If the price per share so determined shall be less than the Trigger
Price (or, if a Pro Forma Trigger Price shall be in effect, less than such
Price) as of the date of such issue or sale, then the granting of such rights or
options shall be deemed to be an issue or sale for cash (as of the date of the
granting of such rights or options) of such maximum number of shares of Common
Stock at the price per share so determined, provided that, if such rights or
options shall by their terms provide for an increase or increases, with the
passage of time, in the amount of
additional consideration, if any, payable to the Company upon the exercise
thereof, the Pro Forma Trigger Price per share shall, forthwith upon any such
increase becoming effective, be readjusted to reflect the same, and provided,
further, that upon the expiration of such rights or options, if any thereof
shall not have been exercised, the Pro Forma Trigger Price per share shall
forthwith be readjusted and thereafter be the price which it would have been had
an adjustment been made on the basis that the only shares of Common Stock so
issued or sold were those issued or sold upon the exercise of such rights or
options and that they were issued or sold for the consideration actually
received by the Company upon such exercise, plus the consideration, if any,
actually received by the Company for the granting of all such rights or options,
whether or not exercised.
4.4. Grant of Rights or Options for Convertible Securities. In case
the Company shall grant any rights or options to subscribe for, purchase or
otherwise acquire Convertible Securities, such Convertible Securities shall be
deemed, for the purposes of subparagraph 4.2. above, to have been issued or sold
for the total amount received or receivable by the Company as consideration tor
the granting of such rights or options plus the minimum aggregate amount of
additional consideration, if any, payable to the Company upon the exercise of
such rights or options, provided that, upon the expiration of such rights or
options, if any thereof shall not have been exercised, the Pro Forma Trigger
Price per share shall forthwith be readjusted and thereafter be the price which
it would have been had an adjustment been made upon the basis that the only
Convertible Securities so issued or sold were those issued or sold upon the
exercise of such rights or options and that they were issued or sold for the
consideration actually received by the Company upon such exercise, plus the
consideration, if any, actually received by the Company for the granting of all
such rights or options, whether or not exercised.

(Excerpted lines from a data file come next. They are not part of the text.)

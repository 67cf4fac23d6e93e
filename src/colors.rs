//! Face palette and color helpers.
//!
//! All functions return `palette::Srgb` with components in the range 0.0-1.0.

use palette::{FromColor, Hsv, Srgb};

pub const BLACK: Srgb = Srgb::new(0.0, 0.0, 0.0);

/// Default color of the second hand and center dot.
pub const HAND_COLOR: Srgb = Srgb::new(0.741, 0.082, 0.180);

/// Default color of the hour and minute hands and the tick marks.
pub const ACCENT_COLOR: Srgb = Srgb::new(0.933, 0.933, 0.933);

/// Creates an RGB color from HSV (Hue, Saturation, Value) components.
#[inline]
pub fn hsv(hue: f32, saturation: f32, value: f32) -> Srgb {
    Srgb::from_color(Hsv::new(hue, saturation, value))
}

/// Removes all saturation, keeping the HSV value.
///
/// Used for the ambient palette: a low-power display keeps each hand's
/// brightness but drops its hue.
pub fn desaturate(color: Srgb) -> Srgb {
    let current: Hsv = Hsv::from_color(color);
    hsv(0.0, 0.0, current.value)
}

/// Converts to 8-bit channels, rounding to nearest.
pub fn to_rgb8(color: Srgb) -> (u8, u8, u8) {
    let c: Srgb<u8> = color.into_format();
    (c.red, c.green, c.blue)
}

4.5. Dilution in Case of Other Stock or Securities. In case any shares
of stock or other securities, other than Common Stock of the Company, shall at
any time be receivable upon the exercise of this Option, and in case any
additional shares of such stock or any additional such securities (or any stock
or other securities convertible into or exchangeable for any such stock or
securities) shall be issued or sold for a consideration per share such as to
dilute the purchase rights evidenced by this Option, then and in each such case
the Pro Forma Trigger Price per share shall forthwith be adjusted, substantially
in the manner provided for above in this Paragraph 4, so as to protect against
the effect of such dilution.
4.6. Expenses, etc., Deducted. In case any shares of Common Stock or
Convertible Securities or any rights or options to subscribe for, purchase or
otherwise acquire any Common Stock or Convertible Securities shall be issued or
sold for cash, the consideration received therefor shall be deemed to be the
amount received by the Company therefor, after deducting any expenses incurred
and any underwriting or similar commissions, compensation or concessions paid or
allowed by the Company in connection with such issue or sale.

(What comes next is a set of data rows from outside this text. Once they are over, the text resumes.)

//! Face configuration: the resolved colors, dimensions and bitmap sizes the
//! host would otherwise load from its resources.

use crate::colors::{ACCENT_COLOR, BLACK, HAND_COLOR};
use palette::Srgb;

/// Radius of the hand end caps and the center dot.
pub const HAND_END_CAP_RADIUS: f32 = 4.0;

/// Blur radius of the hand shadow.
pub const SHADOW_RADIUS: f32 = 6.0;

/// Stroke width of tick marks.
pub const TICK_STROKE_WIDTH: f32 = 2.0;

/// Stroke width of the hands.
pub const HAND_STROKE_WIDTH: f32 = 3.0;

pub const HOUR_HAND_INSET: f32 = 80.0;
pub const MINUTE_HAND_INSET: f32 = 40.0;
pub const SECOND_HAND_INSET: f32 = 20.0;

pub const MAJOR_TICK_INSET: f32 = 25.0;
pub const MINOR_TICK_INSET: f32 = 10.0;

/// Intrinsic size of a background bitmap.
#[derive(Debug, Clone, Copy, PartialEq, Eq, Hash)]
#[cfg_attr(feature = "defmt", derive(defmt::Format))]
pub struct BitmapSize {
    pub width: u32,
    pub height: u32,
}

impl BitmapSize {
    pub const fn new(width: u32, height: u32) -> Self {
        Self { width, height }
    }
}

/// Configuration validation errors.
#[derive(Debug, Clone, Copy, PartialEq, Eq)]
#[cfg_attr(feature = "defmt", derive(defmt::Format))]
pub enum ConfigError {
    /// A hand or tick inset is negative or not finite.
    NegativeInset,

    /// A stroke width is zero, negative or not finite.
    NonPositiveStroke,

    /// The end-cap radius is zero, negative or not finite.
    NonPositiveCapRadius,

    /// A background bitmap has zero width or height.
    EmptyBackground,
}

impl core::fmt::Display for ConfigError {
    fn fmt(&self, f: &mut core::fmt::Formatter<'_>) -> core::fmt::Result {
        match self {
            ConfigError::NegativeInset => {
                write!(f, "hand and tick insets must be finite and non-negative")
            }
            ConfigError::NonPositiveStroke => {
                write!(f, "stroke widths must be finite and positive")
            }
            ConfigError::NonPositiveCapRadius => {
                write!(f, "end-cap radius must be finite and positive")
            }
            ConfigError::EmptyBackground => {
                write!(f, "background bitmaps must have non-zero width and height")
            }
        }
    }
}

#[cfg(feature = "std")]
impl std::error::Error for ConfigError {}

/// Validated face configuration.
#[derive(Debug, Clone, Copy, PartialEq)]
pub struct FaceConfig {
    pub(crate) hand_color: Srgb,
    pub(crate) accent_color: Srgb,
    pub(crate) shadow_color: Srgb,
    pub(crate) hand_stroke_width: f32,
    pub(crate) tick_stroke_width: f32,
    pub(crate) cap_radius: f32,
    pub(crate) shadow_radius: f32,
    pub(crate) hour_inset: f32,
    pub(crate) minute_inset: f32,
    pub(crate) second_inset: f32,
    pub(crate) major_tick_inset: f32,
    pub(crate) minor_tick_inset: f32,
    pub(crate) background: Option<BitmapSize>,
    pub(crate) ambient_background: Option<BitmapSize>,
}

impl FaceConfig {
    /// Creates a new configuration builder seeded with the default face.
    pub fn builder() -> FaceConfigBuilder {
        FaceConfigBuilder::new()
    }

    pub fn cap_radius(&self) -> f32 {
        self.cap_radius
    }

    /// Distance from the face edge to the tip of the hour, minute and second hands.
    pub fn hand_insets(&self) -> (f32, f32, f32) {
        (self.hour_inset, self.minute_inset, self.second_inset)
    }

    /// Intrinsic size of the interactive background, if any.
    pub fn background(&self) -> Option<BitmapSize> {
        self.background
    }

    /// Intrinsic size of the ambient background, if any.
    pub fn ambient_background(&self) -> Option<BitmapSize> {
        self.ambient_background
    }
}

impl Default for FaceConfig {
    fn default() -> Self {
        FaceConfigBuilder::new().config
    }
}

/// Builder for constructing validated face configurations.
#[derive(Debug, Clone)]
pub struct FaceConfigBuilder {
    config: FaceConfig,
}

impl FaceConfigBuilder {
    /// Creates a builder with the default face: light hour and minute hands,
    /// a red second hand, no background bitmaps.
    pub fn new() -> Self {
        Self {
            config: FaceConfig {
                hand_color: HAND_COLOR,
                accent_color: ACCENT_COLOR,
                shadow_color: BLACK,
                hand_stroke_width: HAND_STROKE_WIDTH,
                tick_stroke_width: TICK_STROKE_WIDTH,
                cap_radius: HAND_END_CAP_RADIUS,
                shadow_radius: SHADOW_RADIUS,
                hour_inset: HOUR_HAND_INSET,
                minute_inset: MINUTE_HAND_INSET,
                second_inset: SECOND_HAND_INSET,
                major_tick_inset: MAJOR_TICK_INSET,
                minor_tick_inset: MINOR_TICK_INSET,
                background: None,
                ambient_background: None,
            },
        }
    }

    /// Sets the second hand and center dot color.
    pub fn hand_color(mut self, color: Srgb) -> Self {
        self.config.hand_color = color;
        self
    }

    /// Sets the hour hand, minute hand and tick color.
    pub fn accent_color(mut self, color: Srgb) -> Self {
        self.config.accent_color = color;
        self
    }

    pub fn shadow_color(mut self, color: Srgb) -> Self {
        self.config.shadow_color = color;
        self
    }

    pub fn hand_stroke_width(mut self, width: f32) -> Self {
        self.config.hand_stroke_width = width;
        self
    }

    pub fn tick_stroke_width(mut self, width: f32) -> Self {
        self.config.tick_stroke_width = width;
        self
    }

    /// Sets the end-cap radius shared by the hands and the center dot.
    pub fn cap_radius(mut self, radius: f32) -> Self {
        self.config.cap_radius = radius;
        self
    }

    pub fn shadow_radius(mut self, radius: f32) -> Self {
        self.config.shadow_radius = radius;
        self
    }

    /// Sets how far inside the face radius each hand ends.
    pub fn hand_insets(mut self, hour: f32, minute: f32, second: f32) -> Self {
        self.config.hour_inset = hour;
        self.config.minute_inset = minute;
        self.config.second_inset = second;
        self
    }

    /// Sets how far inside the face radius major and minor ticks start.
    pub fn tick_insets(mut self, major: f32, minor: f32) -> Self {
        self.config.major_tick_inset = major;
        self.config.minor_tick_inset = minor;
        self
    }

    /// Sets the intrinsic size of the interactive background bitmap.
    pub fn background(mut self, size: BitmapSize) -> Self {
        self.config.background = Some(size);
        self
    }

    /// Sets the intrinsic size of the ambient background bitmap.
    pub fn ambient_background(mut self, size: BitmapSize) -> Self {
        self.config.ambient_background = Some(size);
        self
    }

    /// Builds and validates the configuration.
    ///
    /// # Errors
    /// * `NegativeInset` - An inset is negative or not finite
    /// * `NonPositiveStroke` - A stroke width is not positive
    /// * `NonPositiveCapRadius` - The cap radius is not positive
    /// * `EmptyBackground` - A background bitmap has a zero dimension
    pub fn build(self) -> Result<FaceConfig, ConfigError> {
        let c = &self.config;

        let insets = [
            c.hour_inset,
            c.minute_inset,
            c.second_inset,
            c.major_tick_inset,
            c.minor_tick_inset,
            c.shadow_radius,
        ];
        if insets.iter().any(|v| !v.is_finite() || *v < 0.0) {
            return Err(ConfigError::NegativeInset);
        }

        if [c.hand_stroke_width, c.tick_stroke_width]
            .iter()
            .any(|v| !v.is_finite() || *v <= 0.0)
        {
            return Err(ConfigError::NonPositiveStroke);
        }

        if !c.cap_radius.is_finite() || c.cap_radius <= 0.0 {
            return Err(ConfigError::NonPositiveCapRadius);
        }

        for size in [c.background, c.ambient_background].into_iter().flatten() {
            if size.width == 0 || size.height == 0 {
                return Err(ConfigError::EmptyBackground);
            }
        }

        Ok(self.config)
    }
}

impl Default for FaceConfigBuilder {
    fn default() -> Self {
        Self::new()
    }
}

4.7. Determination of Consideration. In case any shares of Common
Stock or Convertible Securities or any rights or options to subscribe for,
purchase or otherwise acquire any Common Stock or Convertible Securities shall
be issued or sold for a consideration other than cash (or a consideration which
includes cash, if any cash constitutes a part of the assets of a
corporation or business substantially all of the assets of which are being
received a such consideration) then, for the purpose of this Paragraph 4, the
Board of Directors of the Company shall promptly determine the fair value of
such consideration, and such Common Stock, Convertible Securities, rights or
options shall be deemed to have been issued or sold on the date of such
determination in good faith. Such value shall not be more than the amount at
which such consideration is recorded in the books of the Company for accounting
purposes except in the case of an acquisition accounted for on a pooling of
interest basis. In case any Common Stock or Convertible Securities or any rights
or options to subscribe for, purchase or otherwise acquire any Common Stock or
Convertible Securities shall be issued or sold together with other stock or
securities or other assets of the Company for a consideration which covers both,
the Board of Directors of the Company shall promptly determine what part of the
consideration so received is to be deemed to be the consideration for the issue
or sale of such Common Stock or Convertible Securities or such rights or
options.
The Company covenants and agrees that, should any determination of
fair value of consideration or of allocation of consideration be made by the
Board of Directors of the Company, pursuant to this subparagraph 4.7, it will,
not less than seven (7) days after any and each such determination, deliver to
you a certificate signed by the President or a Vice President and the Treasurer
or an Assistant Treasurer of the Company reciting such value as thus determined
and setting forth the nature of the transaction for which such determination was
required to be made, the nature of any consideration, other than cash, for which
Common Stock, Convertible Securities, rights or options have been or are to be
issued, the basis for its valuation, the number of shares of Common Stock which
have been or are to be issued, and a description of any Convertible Securities,
rights or options which have been or are to be issued, including their number,
amount and terms.
4.8. Record Date Deemed Issue Date. In case the Company shall take a
record of the holders of shares of its stock of any class for the purpose of
entitling them (a) to receive a dividend or a distribution payable in Common
Stock or in Convertible Securities, or (b) to subscribe for, purchase or
otherwise acquire Common Stock or Convertible Securities, then such record date
shall be deemed to be the date of the issue or sale of the Common Stock issued
or sold or deemed to have been issued or sold upon the declaration of such
dividend or the making of such other distribution, or the date of the granting
of such rights of subscription, purchase or other acquisition, as the case may
be.
4.9. Shares Considered Outstanding. The number of shares of Common
Stock outstanding at any given time shall include shares issuable in respect of
scrip certificates issued in lieu of fractions of shares of Common Stock, but
shall exclude shares in the treasury of the Company.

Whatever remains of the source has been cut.